As for the second ?con? identified by the SSO, the agency explains that
RCI's proposal showed the steps it would take to meet the requirements but
lacked details about how its plan would be specifically implemented, a
failure that was exacerbated by the lack of a specific timeline.  As a
result, RCI's proposal did not demonstrate how it would apply sufficient
resources to process the required number of applicants in a timeframe that
would permit subsequent actions, such as assessing candidates, and hiring,
training, and deploying huge numbers of personnel, to take place while still
ensuring that the TSA's overall requirements would be met.  In this regard,
section L.C.(2) of the RFP required offerors to provide a detailed plan for
managing and accomplishing each module to include ensuring the timely
delivery of services.  RCI's referral to various parts of its proposal has
not persuaded us that this information encompasses the detail of concern to
the agency and gives us no basis to find its conclusions unreasonable.

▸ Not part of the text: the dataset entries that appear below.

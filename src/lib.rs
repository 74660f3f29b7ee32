//! keepsake: a birthday card that lives in your terminal.
//!
//! Four screens (hero, wish reveal, gallery, typewriter surprise)
//! driven by pure timer state machines: carousels that auto-advance
//! and suspend on interaction, a character-by-character reveal, and
//! fire-and-forget confetti bursts. Card content comes from
//! `card.toml`; see [`config::CardConfig`].

pub mod clipboard;
pub mod config;
pub mod logging;
pub mod ui;
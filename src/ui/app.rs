use std::time::{Duration, Instant};

use rand::rngs::ThreadRng;
use ratatui::layout::{Position, Rect};
use tracing::{debug, info, warn};

use crate::clipboard::ClipboardHandler;
use crate::config::CardConfig;
use crate::ui::carousel::{CarouselIntent, CarouselReducer, CarouselState};
use crate::ui::confetti::ConfettiField;
use crate::ui::flow::{FlowIntent, FlowReducer, Screen};
use crate::ui::gesture::{Swipe, SwipeTracker, SWIPE_THRESHOLD};
use crate::ui::layout::{hero_slideshow_rect, layout_regions};
use crate::ui::mvi::Reducer;
use crate::ui::screens::gallery::{
    GalleryIntent, GalleryReducer, GalleryState, LightboxState, PhotoMetaCache,
};
use crate::ui::screens::message::{MessageIntent, MessageModalState, MessageReducer};
use crate::ui::screens::surprise::{SurpriseIntent, SurpriseReducer, SurpriseState};
use crate::ui::theme::{CONFETTI_PALETTE, SURPRISE_PALETTE};

// Burst shapes: (particle count, lifetime ms).
const HERO_BURST: (usize, u64) = (36, 1900);
const GIFT_OPEN_BURST: (usize, u64) = (20, 1400);
const MODAL_CELEBRATE_BURST: (usize, u64) = (14, 1400);
const DONE_BURST: (usize, u64) = (18, 1400);
const SURPRISE_BURST: (usize, u64) = (26, 1500);

/// Generic MVI dispatch: takes current state, runs reducer, stores result.
macro_rules! dispatch_mvi {
    ($self:expr, $field:ident, $reducer:ty, $intent:expr) => {
        $self.$field = <$reducer>::reduce(std::mem::take(&mut $self.$field), $intent);
    };
}

pub struct App {
    should_quit: bool,
    /// Clock of the latest tick; every reducer and the renderer see
    /// this one instant.
    now: Instant,
    size: (u16, u16),
    config: CardConfig,
    screen: Screen,
    hero_slideshow: CarouselState,
    message: MessageModalState,
    gallery: GalleryState,
    surprise: SurpriseState,
    confetti: ConfettiField,
    swipe: SwipeTracker,
    photo_meta: PhotoMetaCache,
    clipboard: Option<ClipboardHandler>,
    rng: ThreadRng,
}
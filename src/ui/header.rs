use ratatui::layout::Alignment;
use ratatui::style::{Modifier, Style};
use ratatui::text::{Line, Span};
use ratatui::widgets::{Block, Borders, Paragraph};

use crate::ui::app::App;
use crate::ui::theme::{GLOBAL_BORDER, HEADER_TEXT, ROSE};

pub struct Header;

impl Default for Header {
    fn default() -> Self {
        Self::new()
    }
}

impl Header {
    pub fn new() -> Self {
        Self
    }

    pub fn widget(&self, app: &App) -> Paragraph<'static> {
        let line = Line::from(vec![
            Span::styled(
                format!("❦ For {} ", app.config().recipient),
                Style::default().fg(ROSE).add_modifier(Modifier::BOLD),
            ),
            Span::styled("· ", Style::default().fg(HEADER_TEXT)),
            Span::styled(
                app.screen().title().to_string(),
                Style::default().fg(HEADER_TEXT),
            ),
        ]);

        Paragraph::new(line).alignment(Alignment::Center).block(
            Block::default()
                .borders(Borders::ALL)
                .border_style(Style::default().fg(GLOBAL_BORDER)),
        )
    }
}
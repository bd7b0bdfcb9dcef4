//! HTTP client for the subscription gateway.
//!
//! One client instance holds the gateway credentials and a reusable
//! [`reqwest::Client`]; it is cheap to clone and safe to share across
//! concurrent calls. Every action is a single HTTP POST with a JSON body and
//! no retries: calling [`SubscriptionClient::subscribe`] twice for the same
//! subscriber produces two gateway-side subscribe actions.

use axum::http::StatusCode;
use std::time::Duration;

use crate::config::GatewayConfig;
use crate::gateway::types::{Action, GatewayCredentials, SubscriptionRequest, SubscriptionResponse, UnsubscribeAck};

/// Errors from gateway calls.
///
/// Every failure reaches the caller as a value; a gateway hiccup must never
/// take the process down with it.
#[derive(Debug, thiserror::Error)]
pub enum GatewayError {
    #[error("gateway credentials missing required field `{field}`")]
    MissingCredential { field: &'static str },

    #[error("subscriber id must not be empty")]
    EmptySubscriberId,

    /// Network-level failure: connection refused, timeout, TLS, or an
    /// unreadable response body.
    #[error("gateway transport failure: {0}")]
    Transport(#[from] reqwest::Error),

    /// The gateway answered with a non-200 status.
    #[error("gateway rejected the request with HTTP {status}")]
    Rejection { status: StatusCode, body: String },

    /// The gateway answered 200 with a body that is not valid response JSON.
    #[error("gateway returned an undecodable body: {source}")]
    Decode {
        #[source]
        source: serde_json::Error,
        body: String,
    },
}

/// Client for the gateway's subscribe/unsubscribe API.
#[derive(Debug, Clone)]
pub struct SubscriptionClient {
    credentials: GatewayCredentials,
    http: reqwest::Client,
}

impl SubscriptionClient {
    /// Create a client from credentials. Fails fast on absent required
    /// fields; performs no network activity.
    pub fn new(credentials: GatewayCredentials, timeout: Duration) -> Result<Self, GatewayError> {
        for (field, value) in [
            ("application_id", &credentials.application_id),
            ("password", &credentials.password),
            ("version", &credentials.version),
        ] {
            if value.trim().is_empty() {
                return Err(GatewayError::MissingCredential { field });
            }
        }

        let http = reqwest::Client::builder().timeout(timeout).build()?;

        Ok(Self { credentials, http })
    }

    /// Create a client from the application's gateway configuration.
    pub fn from_config(config: &GatewayConfig) -> Result<Self, GatewayError> {
        Self::new(GatewayCredentials::from(config), config.timeout)
    }

    /// The credentials this client was constructed with (password redacted in Debug).
    pub fn credentials(&self) -> &GatewayCredentials {
        &self.credentials
    }

    /// Subscribe `subscriber_id` with the gateway.
    ///
    /// On HTTP 200 returns the full decoded response body, passthrough fields
    /// included. Note the asymmetry with [`Self::unsubscribe`], which narrows
    /// to the status pair; the gateway SDK contract differs between the two
    /// actions and both shapes are preserved here.
    pub async fn subscribe(&self, subscriber_id: &str) -> Result<SubscriptionResponse, GatewayError> {
        self.perform(Action::Subscribe, subscriber_id).await
    }

    /// Unsubscribe `subscriber_id` from the gateway.
    ///
    /// On HTTP 200 returns only the gateway status pair.
    pub async fn unsubscribe(&self, subscriber_id: &str) -> Result<UnsubscribeAck, GatewayError> {
        let response = self.perform(Action::Unsubscribe, subscriber_id).await?;
        Ok(UnsubscribeAck {
            status_code: response.status_code,
            status_detail: response.status_detail,
        })
    }

    /// Send one action to the gateway and decode the response.
    async fn perform(&self, action: Action, subscriber_id: &str) -> Result<SubscriptionResponse, GatewayError> {
        if subscriber_id.trim().is_empty() {
            return Err(GatewayError::EmptySubscriberId);
        }

        let request = SubscriptionRequest {
            application_id: &self.credentials.application_id,
            password: &self.credentials.password,
            version: &self.credentials.version,
            action,
            subscriber_id,
        };

        tracing::debug!(%action, subscriber = subscriber_id, "Sending gateway request");

        let response = self.http.post(self.credentials.url.clone()).json(&request).send().await?;

        let status = response.status();
        if status != reqwest::StatusCode::OK {
            let body = response.text().await.unwrap_or_default();
            tracing::warn!(%action, subscriber = subscriber_id, status = status.as_u16(), "Gateway rejected request");
            return Err(GatewayError::Rejection {
                status: StatusCode::from_u16(status.as_u16()).unwrap_or(StatusCode::BAD_GATEWAY),
                body,
            });
        }

        let body = response.text().await?;
        let decoded: SubscriptionResponse =
            serde_json::from_str(&body).map_err(|source| GatewayError::Decode { source, body })?;

        tracing::debug!(
            %action,
            subscriber = subscriber_id,
            status_code = %decoded.status_code,
            "Gateway request completed"
        );

        Ok(decoded)
    }
}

RCI next argues that the SSO unreasonably selected the higher-priced NCS
proposal over its lower-priced proposal under Module 3, ?Candidate
Selection.?

The SSO's tradeoff analysis shows that he found seven ?pros? and no ?cons?
in NCS's technical proposal, and eight ?pros? and one ?con? in RCI's
technical proposal--its proposal of only [DELETED] candidate assessment
sites.  The agency evaluated NCS's proposed price as $36,919,512, using
456,005 hours, and RCI's proposed price as $[DELETED] using [DELETED]
hours.

In response to the protests, the SSO provided a declaration in which he
elaborated on his source selection decision.[6]  The SSO explained that
while NCS's proposal was evaluated as having no technical weaknesses, RCI's
proposal was evaluated as having one weakness he considered very
significant:  it was not clear to him that RCI's proposal of only [DELETED]
candidate assessment sites would be adequate to get the job done in the
required timeframe.  The SSO also stated he had a significant concern
regarding RCI's price proposal using only [DELETED] hours to do the work, as
compared with the 456,005 hours proposed by NCS.  The SSO explained that
Module 3 included the interviewing process, which called for the development
of interviewing protocols, training interviewers, conducting and scoring the
interviews, making and gaining approval of salary recommendations, extending
offers of employment, negotiating offers of employment, processing the entry
onto duty, and entering all relevant information relative to the above
processes into the appropriate databases.  The SSO's conservative estimate
was that, to hire 30,000 to 50,000 people, it would be necessary to conduct
approximately 60,000 to 100,000 interviews.  The SSO believed that [DELETED]
hours was a severe underestimate of the hours that would ultimately be
required to simply perform the interviews, let alone to perform the rest of
the required work.  Considering both of his concerns with RCI's proposal,
the SSO determined that NCS's significant strengths and lack of weaknesses
merited its additional cost.

RCI's argument that the SSO failed to consider whether NCS's proposal to
perform the requirements using 456,005 hours was excessive compared with its
own proposal to perform the requirements using [DELETED] hours is undermined
by its concession that it actually intended to propose a price of $[DELETED]
for Module 3 using [DELETED] hours.[7]  In our view, this confirms the SSO's
concern that RCI's proposed hours and resulting price were unrealistic to
perform the required tasks.  Moreover, in light of the large number of
expected candidates and their geographic dispersion, RCI has given us no
basis to discount the SSO's concern regarding the sufficiency of RCI's
proposal of only [DELETED] candidate assessment sites.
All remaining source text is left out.